Chantal Delsol, philosophe, auteur de Le crépuscule de l’universel, éd. du Cerf, est l'invitée du Face-à-face d'André Bercoff pour analyser la démocratie d'aujourd'hui.
"La démocratie est un régime fragile"
Pour Chantal Delsol, "la démocratie est un régime fragile, difficile à maintenir parce qu'il n'est pas si naturel que ça." Or, "on ne fait pas assez d'efforts pour le maintenir", ce qui explique qu'on soit aujourd'hui dans "une démocratie dégradée, à plusieurs niveaux." Ce pour deux raisons principales. "D'abord parce qu'il y a une technocratie très vivace, une élite qui s'imagine que c'est elle qui dit le bien commun. Dans la démocratie le bien commun est dit par le bon sens populaire, qui est souverain, ça ça dégrade la démocratie." "Le deuxième problème c'est que la démocratie finit par être le respect d'une certaine idéologie post-moderne. C'est aberrant de prétendre qu'Orban n'est pas un démocrate parce qu'il n'accepte pas le mariage pour tous, la démocratie c'est le respect du bon sens populaire."
Pour autant, la démocratie n'est pas supprimée, notamment grâce à la liberté d'expression et de pensée. "Actuellement la liberté de conscience est plus grande qu'elle ne l'a été, la France c'est pas un pays tolérant par nature. Il y a quarante ou cinquante ans, quand la quasi-totalité des intellectuels français étaient marxistes, la liberté de penser était très très mince, on n'en est pas là, on peut quand même encore discuter." On retrouve malgré tout cette impossibilité de s'exprimer sur certains sujets, notamment l'avortement. Avec son inscription dans la Constitution, "on ne pourra plus remettre ça en cause, voire on ne peut plus discuter." Une évolution dont Chantal Delsol ne voit pas l'intérêt car "je ne vois pas comment une maigre troupe de cathos en France pourrait prendre le pouvoir et interdire l'IVG."
"Les démocraties occidentales ne sont plus acceptées"
"À partir de la guerre ou de l'après-guerre il y a eu une démolition systématique de tous les dogmes chrétiens, on a eu cette espèce de dilapidation générale, pendant ce moment-là tout était possible, on ne faisait que démolir. On ne peut pas rester dans cet espèce de nihilisme flottant, il s'est recréé des structures de permis ou de défendu, et maintenant on est en train de recréer une intolérance. Vous avez des interdits qui ne sont plus les mêmes mais vous en avez encore." "Il y a une volonté féroce de balayer tout ce qui est chrétien parce que tout ce qui est chrétien a été intolérant et certains ont peur, ou jouent à se faire peur, que ça revienne." De fait, "quand les chrétiens prennent le pouvoir ils font un peu n'importe quoi dans l'autre sens. Ces gens ne cherchent pas l'équilibre."

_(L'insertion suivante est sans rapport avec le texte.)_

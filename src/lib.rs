//! oshi-ranker - Pairwise Elo ranking of favourite characters
//!
//! This crate provides a persistent roster of characters, random matchup
//! selection, Elo rating updates and a session loop that drives any
//! presentation layer.

pub mod config;
pub mod error;
pub mod rating;
pub mod roster;
pub mod session;
pub mod storage;
pub mod types;
pub mod ui;
pub mod utils;

// Re-export commonly used types and traits
pub use error::{Result, RosterError};
pub use types::*;

// Re-export key components
pub use rating::{EloRatingCalculator, RatingCalculator};
pub use roster::RosterStore;
pub use session::{Presenter, Session, SessionEvent};
pub use storage::{FileKeyValueStore, InMemoryKeyValueStore, KeyValueStore};

/// Library version
pub const VERSION: &str = env!("CARGO_PKG_VERSION");
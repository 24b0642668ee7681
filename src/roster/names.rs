//! Name list parsing

/// Delimiters accepted between names: ASCII comma, ideographic comma and
/// full-width comma
pub const NAME_DELIMITERS: [char; 3] = [',', '、', '，'];

/// Split free-text input into trimmed, non-empty names
///
/// Duplicates within the input are kept; the store decides what to do with
/// them.
pub fn parse_names(input: &str) -> Vec<String> {
    input
        .split(NAME_DELIMITERS)
        .map(str::trim)
        .filter(|name| !name.is_empty())
        .map(str::to_string)
        .collect()
}
//! Random matchup selection

use crate::types::{Character, Matchup};
use rand::seq::index;
use rand::Rng;

/// Pick two distinct characters uniformly at random
///
/// Returns `None` when fewer than two characters are registered. The order of
/// the returned pair is random too, so neither side is favoured.
pub fn pick<R: Rng + ?Sized>(characters: &[Character], rng: &mut R) -> Option<Matchup> {
    if characters.len() < 2 {
        return None;
    }

    let picked = index::sample(rng, characters.len(), 2);
    Some(Matchup {
        left: characters[picked.index(0)].id.clone(),
        right: characters[picked.index(1)].id.clone(),
    })
}
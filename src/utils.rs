//! Utility functions for the ranking tool

use crate::types::CharacterId;
use uuid::Uuid;

/// Number of id characters shown in the ranking table
pub const SHORT_ID_LEN: usize = 8;

/// Generate a new unique character ID
pub fn generate_character_id() -> CharacterId {
    Uuid::new_v4().simple().to_string()
}

/// Abbreviate an id for display
pub fn short_id(id: &str) -> &str {
    match id.char_indices().nth(SHORT_ID_LEN) {
        Some((end, _)) => &id[..end],
        None => id,
    }
}

/// Round to the nearest integer, ties toward positive infinity
pub fn round_half_up(value: f64) -> f64 {
    (value + 0.5).floor()
}
//! Error types for the ranking tool
//!
//! This module defines all error types using anyhow for consistent error handling
//! throughout the application.

/// Result type alias for convenience
pub type Result<T> = anyhow::Result<T>;

/// Custom error types for specific roster scenarios
#[derive(Debug, thiserror::Error)]
pub enum RosterError {
    #[error("All proposed names are already registered: {}", names.join(", "))]
    AllDuplicates { names: Vec<String> },

    #[error("Character not found: {id}")]
    CharacterNotFound { id: String },

    #[error("A character cannot be matched against itself: {id}")]
    InvalidMatchup { id: String },

    #[error("Storage error: {message}")]
    StorageError { message: String },

    #[error("Configuration error: {message}")]
    ConfigurationError { message: String },
}
//! Rating calculator trait
//!
//! This module defines the interface the roster store uses to turn a vote into
//! new ratings, so the arithmetic can be swapped or mocked independently of
//! the bookkeeping.

use crate::types::MatchOutcome;

/// Trait for calculating rating changes after a vote
#[cfg_attr(test, mockall::automock)]
pub trait RatingCalculator {
    /// Calculate new ratings for a pair based on the vote
    ///
    /// # Arguments
    /// * `rating_a` - Current rating of the left-hand character
    /// * `rating_b` - Current rating of the right-hand character
    /// * `outcome` - Result of the vote, seen from the left-hand side
    ///
    /// # Returns
    /// New ratings for (A, B)
    fn calculate(&self, rating_a: f64, rating_b: f64, outcome: MatchOutcome) -> (f64, f64);

    /// Probability that A beats B
    fn expected_score(&self, rating_a: f64, rating_b: f64) -> f64;

    /// Get the initial rating for new characters
    fn initial_rating(&self) -> f64;

    /// Get current configuration as JSON
    fn config(&self) -> serde_json::Value;
}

Face à ce changement des valeurs occidentales, "les démocraties occidentales ne sont plus acceptées par un certain nombre de pays de l'extérieur." "La civilisation occidentale est la seule qui ait énoncé ce qu'elle appelle un universel, qu'elle a diffusé partout. C'est l'histoire des occidentalistes et des slavophiles en Russie : on est d'accord pour la science, pour la critique, pour la tolérance, mais d'un point de vue sociétal vous allez trop loin." "C'est ça qui provoque l'anti-occidentalisme, c'est un dévoiement des symboles, je comprends très bien que certaines cultures ne l'acceptent pas."
"La morale est devenue une religion"
"On est devenu par certains côtés un peu cinglés", explique Chantal Delsol. Après avoir vécu selon "une espèce d'excès, d'exagération" de normes, les Occidentaux ont voulu les rejeter. "Maintenant bonjour pour trouver les limites." D'autant qu'elles ne peuvent plus être basées sur des principes religieux. "Nous sommes dans une époque victorienne, avec le monopole de la vertu. La religion a été remplacée par la morale, la morale est devenue une religion. Vous avez des père-la-vertu à tous les coins de rue."
Pour autant, Chantal Delsol est optimiste sur l'avenir de l'Occident. "Beaucoup d'autres croyances vont se former. Je ne suis pas pessimiste parce que j'ai confiance dans la naissance de nouveaux êtres qui vont restructurer le monde comme nous n'imaginons pas." Sans compter que les interdits sont à nuancer. "Il n'y a pas de société dans laquelle on peut tout dire" : "il y a moins de critiques du patriotisme qu'il n'y avait il y a vingt ans ou trente ans. Il y a 80 ans vous pouviez être dénoncés parce que vous aviez fait l'éloge de l'homosexualité."